22. Manipulation; a hypothesis (triggered by Trump)


           A manipulator is someone with a lower level of consciousness (1) than his social environment, and therefore focuses on his own needs when he relates with others. A lower level of consciousness means that the attitude to life is more focused on one's own ego needs than on contributions to others or to the social environment. Your own survival may have to do with the material advantages that are central, but also very often with emotional needs that must absolutely be met. The desire to be right and followed is certainly part of that. We are talking about a person with a low maturity (2) . These ego needs can make behavior so dominant that any form of focus on the ‘good of the whole’ is experienced as very threatening to the manipulator. After all, it takes energy away from its own ego-focus; it is competitive. Moreover, it can be very frustrating for the manipulator because it may be connected to a sense of guilt. People realize in one way or another that they fall short, but being confronted with it is unbearable. This will certainly be the case when the manipulator's personality is damaged by strong and early negative relational experiences. Certainly in that case the emotional ego-needs will be dominant. Possible variations here are the need for control (over the content of the work), need for acceptance (recognition and respect), so either task-oriented or people-oriented. There are clear connections here with management styles (which can therefore become very unproductive). This situation leads to manipulation if there is a lack of decency in dealing with people in a correct and honest way; if self-control is lacking at this point. This is probably the result of a failed socialization process. In other words, insufficient values ​​and norms have been included in the education process, or they cannot compete with the emotional storm in the 'backpack' of the person concerned.
           If the people in the social environment of the manipulator do not serve these ego-needs, the manipulator will attempt to bring the behavior of others to his own level (focus), in order to serve his interests or goals.

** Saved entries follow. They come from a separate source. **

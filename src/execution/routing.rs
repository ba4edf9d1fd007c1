//! Data routing inside a running container.
//!
//! A [`ScopedData`] holds every value currently known in a container's
//! scope, keyed by `(state id, port id)`: the container's inputs, its scoped
//! variables and the outputs of children that already ran. Children read
//! their inputs from it along data flows.

use crate::core::{DataFlow, DataPort, PortId, State, StateId};
use serde_json::Value;
use std::collections::{BTreeMap, HashMap, HashSet};

pub(crate) struct ScopedData {
    container_id: StateId,
    flows: Vec<DataFlow>,
    output_ports: BTreeMap<PortId, DataPort>,
    scoped_variables: BTreeMap<PortId, DataPort>,
    values: HashMap<(StateId, PortId), Value>,
}

impl ScopedData {
    /// Snapshot the wiring of `container` and seed the scope with its
    /// runtime input and scoped variable defaults.
    pub(crate) fn for_container(container: &State) -> Self {
        let container_id = container.id();
        let input = container.runtime_input();
        let mut values = HashMap::new();

        for port in container.input_ports().into_values() {
            if let Some(value) = input.get(&port.name).or(port.default.as_ref()) {
                values.insert((container_id.clone(), port.id), value.clone());
            }
        }
        let seeded_inputs: Vec<PortId> = values.keys().map(|(_, port)| *port).collect();
        let scoped_variables = container.scoped_variables();
        for var in scoped_variables.values() {
            if let Some(default) = &var.default {
                values.insert((container_id.clone(), var.id), default.clone());
            }
        }
        let defaults: Vec<PortId> = scoped_variables
            .values()
            .filter(|var| var.default.is_some())
            .map(|var| var.id)
            .collect();

        let mut scope = Self {
            container_id,
            flows: container.data_flows().into_values().collect(),
            output_ports: container.output_ports(),
            scoped_variables,
            values,
        };
        scope.push_into_scoped(defaults);
        scope.push_into_scoped(seeded_inputs);
        scope
    }

    /// Follow flows from the container's own ports `sources` into its
    /// scoped variables, and on from there. Each variable is written once
    /// per call.
    fn push_into_scoped(&mut self, sources: Vec<PortId>) {
        let mut pending = sources;
        let mut written = HashSet::new();
        while let Some(source) = pending.pop() {
            let Some(value) = self.values.get(&(self.container_id.clone(), source)).cloned() else {
                continue;
            };
            let targets: Vec<PortId> = self
                .flows
                .iter()
                .filter(|f| {
                    f.from_state == self.container_id
                        && f.from_port == source
                        && f.to_state == self.container_id
                        && self.scoped_variables.contains_key(&f.to_port)
                })
                .map(|f| f.to_port)
                .collect();
            for target in targets {
                if written.insert(target) {
                    self.values
                        .insert((self.container_id.clone(), target), value.clone());
                    pending.push(target);
                }
            }
        }
    }

    /// Value arriving at `(state, port)`: the last flow with a known source
    /// value wins.
    fn incoming(&self, state: &str, port: PortId) -> Option<&Value> {
        self.flows
            .iter()
            .filter(|f| f.to_state == state && f.to_port == port)
            .filter_map(|f| self.values.get(&(f.from_state.clone(), f.from_port)))
            .last()
    }

    /// Input map for `child`, falling back to port defaults.
    pub(crate) fn input_for(&self, child: &State) -> BTreeMap<String, Value> {
        let child_id = child.id();
        child
            .input_ports()
            .into_values()
            .filter_map(|port| {
                let value = self
                    .incoming(&child_id, port.id)
                    .cloned()
                    .or(port.default)?;
                Some((port.name, value))
            })
            .collect()
    }

    /// Take the outputs of a finished child into the scope and push them
    /// along flows into scoped variables.
    pub(crate) fn absorb_output(&mut self, child: &State) {
        let child_id = child.id();
        let output = child.runtime_output();
        for port in child.output_ports().into_values() {
            if let Some(value) = output.get(&port.name) {
                self.values.insert((child_id.clone(), port.id), value.clone());
            }
        }

        let updates: Vec<(PortId, Value)> = self
            .flows
            .iter()
            .filter(|f| {
                f.from_state == child_id
                    && f.to_state == self.container_id
                    && self.scoped_variables.contains_key(&f.to_port)
            })
            .filter_map(|f| {
                self.values
                    .get(&(child_id.clone(), f.from_port))
                    .map(|v| (f.to_port, v.clone()))
            })
            .collect();
        let changed: Vec<PortId> = updates.iter().map(|(var, _)| *var).collect();
        for (var, value) in updates {
            self.values.insert((self.container_id.clone(), var), value);
        }
        self.push_into_scoped(changed);
    }

    /// Current value of a scoped variable.
    #[cfg(test)]
    pub(crate) fn scoped_value(&self, var: PortId) -> Option<&Value> {
        self.values.get(&(self.container_id.clone(), var))
    }

    /// Output map of the container, read from flows into its output ports.
    pub(crate) fn container_output(&self) -> BTreeMap<String, Value> {
        self.output_ports
            .values()
            .filter_map(|port| {
                let value = self
                    .incoming(&self.container_id, port.id)
                    .cloned()
                    .or_else(|| port.default.clone())?;
                Some((port.name.clone(), value))
            })
            .collect()
    }
}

To this end, he explicitly calls on loyalty, trust and manipulates the emotions and especially the guilt of others for not matching the ego objectives of the manipulator. This means that the manipulator is choosing the CHILD (3) mode. Based on a feeling of powerlessness (strongly related to the emotional need for recognition), mainly 'pleasing' and give seemingly positive appreciation, always with the intention of wrapping others around their little finger. They thereby set up a smokescreen where consistency is lost, no integrity or openness is experienced, with no respect for the person. Changing visions, unpredictability and lack of respect for arrangements that were made, are characteristic effects. The obvious consequence is that trust disappears. This situation can drag on quite long, as humans experience and appreciate the pleasing behavior as a positive feeling. They later on get confused when they are confronted with the real motives behind this behavior. The manipulator who chooses the PARENT mode (strongly related to the need for control of the task or content ), is more intimidating. He uses means of power to get his way, and blackmail is often a part of this. Here too, confidence will disappear, although there is more openness about what the manipulator wants. But that is fully compensated, in a negative sense, by even less respect and even more polarity. This situation can drag on for a long time because people fear the dominant manipulator. A manipulator usually uses a mix of both scripts (pleasing n ddominating), which makes reliability disappear faster.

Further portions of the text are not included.